🎯 Situation
Deux entreprises. Même outil SaaS — une plateforme de gestion de projet. L'entreprise A exporte les données manuellement chaque vendredi, les colle dans Excel, les reformate, et les charge dans Power BI. L'entreprise B tire via API chaque nuit, charge dans Azure SQL, Power BI s'actualise automatiquement.
⚠️ Challenge
📄 Excel export: what you get
- Immediate — data available now, no setup required
- Familiar — any team member can do it
- No technical dependency — works even if the API changes
- Flexible — can grab exactly the columns you want visually
🔌 API: what you get instead
- Autonomous — runs on a schedule without human intervention
- Consistent — same columns, same format, same logic every time
- Auditable — every run is logged with timestamp and row count
- Scalable — handles 100 rows or 10 million without changing the code
- Combinable — join multiple API sources on a shared key in the database
🔍 Analyse
The real cost calculation over 12 months:
Excel export approach: - 90 minutes/week × 52 weeks = 78 hours of analyst time/year - At $50/hour fully loaded cost: $3,900/year in labor - Plus: 3 incidents of broken files requiring investigation = ~6 hours = $300 - Plus: 1 format change requiring 2 hours of rework = $100 - Total cost: ~$4,300/year (ongoing, every year)

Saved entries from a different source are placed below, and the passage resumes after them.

use std::path::{Path, PathBuf};

use anyhow::{Context, Result, anyhow, bail, ensure};
use enginey_yscript::{Literal, Property, PropertyType, RawProjectMetadata};

// ── Window ────────────────────────────────────────────────────────────────

/// Window and GL surface settings.
#[derive(Debug, Clone, PartialEq)]
pub struct WindowConfig {
    pub title: String,
    pub min_size: [u32; 2],
    pub size: [u32; 2],
    pub clear_color: [f32; 4],
    pub flags: u32,
    pub color_bits: [u32; 4],
    pub stencil_size: u32,
    pub multisample_buffers: u32,
    pub multisample_samples: u32,
    pub fullscreen: bool,
    pub vsync: bool,
    pub rendering_to_screen: bool,
    pub accelerated_visual: bool,
}

impl Default for WindowConfig {
    fn default() -> Self {
        Self {
            title: "Engine Y".to_string(),
            min_size: [200, 200],
            size: [800, 600],
            clear_color: [0.2, 0.3, 0.3, 1.0],
            flags: 0,
            color_bits: [8, 8, 8, 8],
            stencil_size: 8,
            multisample_buffers: 1,
            multisample_samples: 16,
            fullscreen: false,
            vsync: false,
            rendering_to_screen: true,
            accelerated_visual: true,
        }
    }
}

// ── Project ───────────────────────────────────────────────────────────────

#[derive(Debug, Clone, Default, PartialEq)]
pub struct ProjectMetadata {
    pub name: String,
    pub author: String,
    pub description: String,
    pub version: [u32; 3],
    /// Project directory. Resource directories are resolved under it.
    pub project_path: PathBuf,
    /// Set by the `resources` project property; replaces `project_path` as
    /// the base of the resource directories.
    pub resources_dir: Option<PathBuf>,
    pub shader_dir: Option<PathBuf>,
    pub texture_dir: Option<PathBuf>,
    pub model_dir: Option<PathBuf>,
    pub scenes: Vec<String>,
}

#[derive(Debug, Clone, Default, PartialEq)]
pub struct ProjectConfig {
    pub project: ProjectMetadata,
    pub window: WindowConfig,
}

// ── ConfigBuilder ─────────────────────────────────────────────────────────

/// Validates raw metadata into a [`ProjectConfig`].
///
/// `root` is the directory relative paths are resolved against, normally the
/// directory containing the project file.
#[derive(Debug, Clone)]
pub struct ConfigBuilder {
    root: PathBuf,
}

impl ConfigBuilder {
    pub fn new(root: impl Into<PathBuf>) -> Self {
        Self { root: root.into() }
    }

    pub fn build(&self, raw: &RawProjectMetadata<'_>) -> Result<ProjectConfig> {
        let mut project = ProjectMetadata {
            name: raw.project_name.to_string(),
            project_path: self.root.clone(),
            ..ProjectMetadata::default()
        };
        for p in &raw.properties {
            apply_project_property(&mut project, p, &self.root)
                .with_context(|| format!("invalid project property '{}'", p.kind))?;
        }
        if let Some(dir) = project.resources_dir.as_mut() {
            *dir = project.project_path.join(&*dir);
        }

        let mut window = WindowConfig::default();
        if !raw.window_title.is_empty() {
            window.title = raw.window_title.to_string();
        }
        for p in &raw.window_properties {
            apply_window_property(&mut window, p)
                .with_context(|| format!("invalid window property '{}'", p.kind))?;
        }

        for p in &raw.resource_properties {
            apply_resource_property(&mut project, p)
                .with_context(|| format!("invalid resource property '{}'", p.kind))?;
        }

        for (i, scene) in raw.scene_list.iter().enumerate() {
            let scene = scene
                .as_str()
                .ok_or_else(|| anyhow!("scene {} must be a string, found {scene}", i + 1))?;
            project.scenes.push(scene.to_string());
        }

        log::debug!(
            "project '{}' v{}.{}.{} with {} scene(s)",
            project.name,
            project.version[0],
            project.version[1],
            project.version[2],
            project.scenes.len()
        );
        Ok(ProjectConfig { project, window })
    }
}

fn apply_project_property(project: &mut ProjectMetadata, p: &Property<'_>, root: &Path) -> Result<()> {
    match p.kind {
        PropertyType::Name => project.name = single_string(p)?.to_string(),
        PropertyType::Author => project.author = single_string(p)?.to_string(),
        PropertyType::Description => project.description = single_string(p)?.to_string(),
        PropertyType::Version => project.version = parse_version(single_string(p)?)?,
        PropertyType::Path => project.project_path = root.join(single_string(p)?),
        PropertyType::Resources => project.resources_dir = Some(PathBuf::from(single_string(p)?)),
        other => bail!("'{other}' is not a project property"),
    }
    Ok(())
}

fn apply_window_property(window: &mut WindowConfig, p: &Property<'_>) -> Result<()> {
    match p.kind {
        PropertyType::Title => window.title = single_string(p)?.to_string(),
        PropertyType::Scale => window.size = integers(p)?,
        PropertyType::MinScale => window.min_size = integers(p)?,
        PropertyType::ClearColor => window.clear_color = floats(p)?,
        PropertyType::Flags => {
            for v in &p.values {
                window.flags |= to_integer(v)?;
            }
        }
        PropertyType::ColorBits => window.color_bits = integers(p)?,
        PropertyType::StencilSize => window.stencil_size = single_integer(p)?,
        PropertyType::MultisampleBuffers => {
            let buffers = single_integer(p)?;
            ensure!(buffers <= 1, "must be either 0 or 1, found {buffers}");
            window.multisample_buffers = buffers;
        }
        PropertyType::MultisampleSamples => {
            let samples = single_integer(p)?;
            ensure!(samples <= 16, "must be between 0 and 16, found {samples}");
            window.multisample_samples = samples;
        }
        PropertyType::Fullscreen => window.fullscreen = single_bool(p)?,
        PropertyType::Vsync => window.vsync = single_bool(p)?,
        PropertyType::RenderingToScreen => window.rendering_to_screen = single_bool(p)?,
        PropertyType::AcceleratedVisual => window.accelerated_visual = single_bool(p)?,
        other => bail!("'{other}' is not a window property"),
    }
    Ok(())
}

fn apply_resource_property(project: &mut ProjectMetadata, p: &Property<'_>) -> Result<()> {
    let base = project.resources_dir.as_ref().unwrap_or(&project.project_path);
    let dir = base.join(single_string(p)?);
    match p.kind {
        PropertyType::Shaders => project.shader_dir = Some(dir),
        PropertyType::Textures => project.texture_dir = Some(dir),
        PropertyType::Models => project.model_dir = Some(dir),
        other => bail!("'{other}' is not a resource property"),
    }
    Ok(())
}

// ── Value helpers ─────────────────────────────────────────────────────────

fn single<'a>(p: &Property<'a>) -> Result<Literal<'a>> {
    p.single()
        .ok_or_else(|| anyhow!("expected a single value, found {}", p.values.len()))
}

fn single_string<'a>(p: &Property<'a>) -> Result<&'a str> {
    match single(p)? {
        Literal::String(s) => Ok(s),
        other => bail!("expected a string, found {other}"),
    }
}

fn single_bool(p: &Property<'_>) -> Result<bool> {
    let value = single(p)?;
    value.as_bool().ok_or_else(|| anyhow!("expected a boolean, found {value}"))
}

fn single_integer(p: &Property<'_>) -> Result<u32> {
    to_integer(&single(p)?)
}

/// Numbers arrive as floats; only non-negative whole values are accepted.
fn to_integer(value: &Literal<'_>) -> Result<u32> {
    match *value {
        Literal::Integer(i) => u32::try_from(i).with_context(|| format!("{i} is out of range")),
        Literal::Float(f) if f.fract() == 0.0 && (0.0..=u32::MAX as f64).contains(&f) => Ok(f as u32),
        other => bail!("expected a non-negative integer, found {other}"),
    }
}

fn integers<const N: usize>(p: &Property<'_>) -> Result<[u32; N]> {
    ensure!(p.values.len() == N, "expected {N} integers, found {} value(s)", p.values.len());
    let mut out = [0; N];
    for (slot, value) in out.iter_mut().zip(&p.values) {
        *slot = to_integer(value)?;
    }
    Ok(out)
}

fn floats<const N: usize>(p: &Property<'_>) -> Result<[f32; N]> {
    ensure!(p.values.len() == N, "expected {N} numbers, found {} value(s)", p.values.len());
    let mut out = [0.0; N];
    for (slot, value) in out.iter_mut().zip(&p.values) {
        *slot = value.as_f64().ok_or_else(|| anyhow!("expected a number, found {value}"))? as f32;
    }
    Ok(out)
}

/// `major[.minor[.patch]]`; missing parts are zero.
fn parse_version(text: &str) -> Result<[u32; 3]> {
    let parts: Vec<&str> = text.split('.').collect();
    ensure!(
        !text.is_empty() && parts.len() <= 3,
        "version '{text}' must be in the format major.minor.patch"
    );
    let mut version = [0; 3];
    for (slot, part) in version.iter_mut().zip(&parts) {
        *slot = part
            .trim()
            .parse()
            .with_context(|| format!("version '{text}' has a non-numeric part '{part}'"))?;
    }
    Ok(version)
}
/// Linear map errors.
#[derive(Debug, Clone, Copy, PartialEq)]
pub enum LinMapError
{
    /// Inversion of a non-square map, with its number of rows and columns.
    NotSquare(usize, usize),
    /// Inversion of a map found singular.
    Singular,
}

impl core::fmt::Display for LinMapError {
    fn fmt(&self, f: &mut core::fmt::Formatter<'_>) -> core::fmt::Result {
        match &self {
            LinMapError::NotSquare(m, n) => write!(f, "NotSquare: cannot invert {} x {} map", m, n),
            LinMapError::Singular        => write!(f, "Singular: map is not invertible"),
        }
    }
}

//

#[cfg(feature = "std")]
extern crate std;

#[cfg(feature = "std")]
impl std::error::Error for LinMapError {}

API approach: - Initial build: 4–6 hours (one-time) = $200–300 - Maintenance: ~2 hours/year for minor updates = $100/year - Azure SQL storage: ~$75/month = $900/year - Total cost: ~$1,300 first year, ~$1,000/year after - Break-even: approximately month 4
After month 4, the API approach costs less and delivers more — fresher data, no human dependency, fully auditable. The Excel export never improves; it keeps costing the same every year.
✓️ Bonne pratique
When to use each:
Excel export is fine when: - You need data once, for a specific analysis, with no plan to repeat it - The SaaS tool has no API or the API is too restricted to be useful - You're evaluating whether the data is worth automating before committing time to build the pipeline
API is the right choice when: - The export happens more than once a month - The data feeds a recurring report or dashboard - Multiple people depend on the data being current - You need to join data from this source with data from another system
💡 Synthèse
The Excel export is a prototype. The API is the production system. Both have their place — but the mistake is treating a prototype as permanent infrastructure. Every recurring export that's been running manually for more than six months is a pipeline waiting to be built.
👉 The manual export isn't free. It costs analyst time every single time it runs.
The API costs time once. Then it runs itself.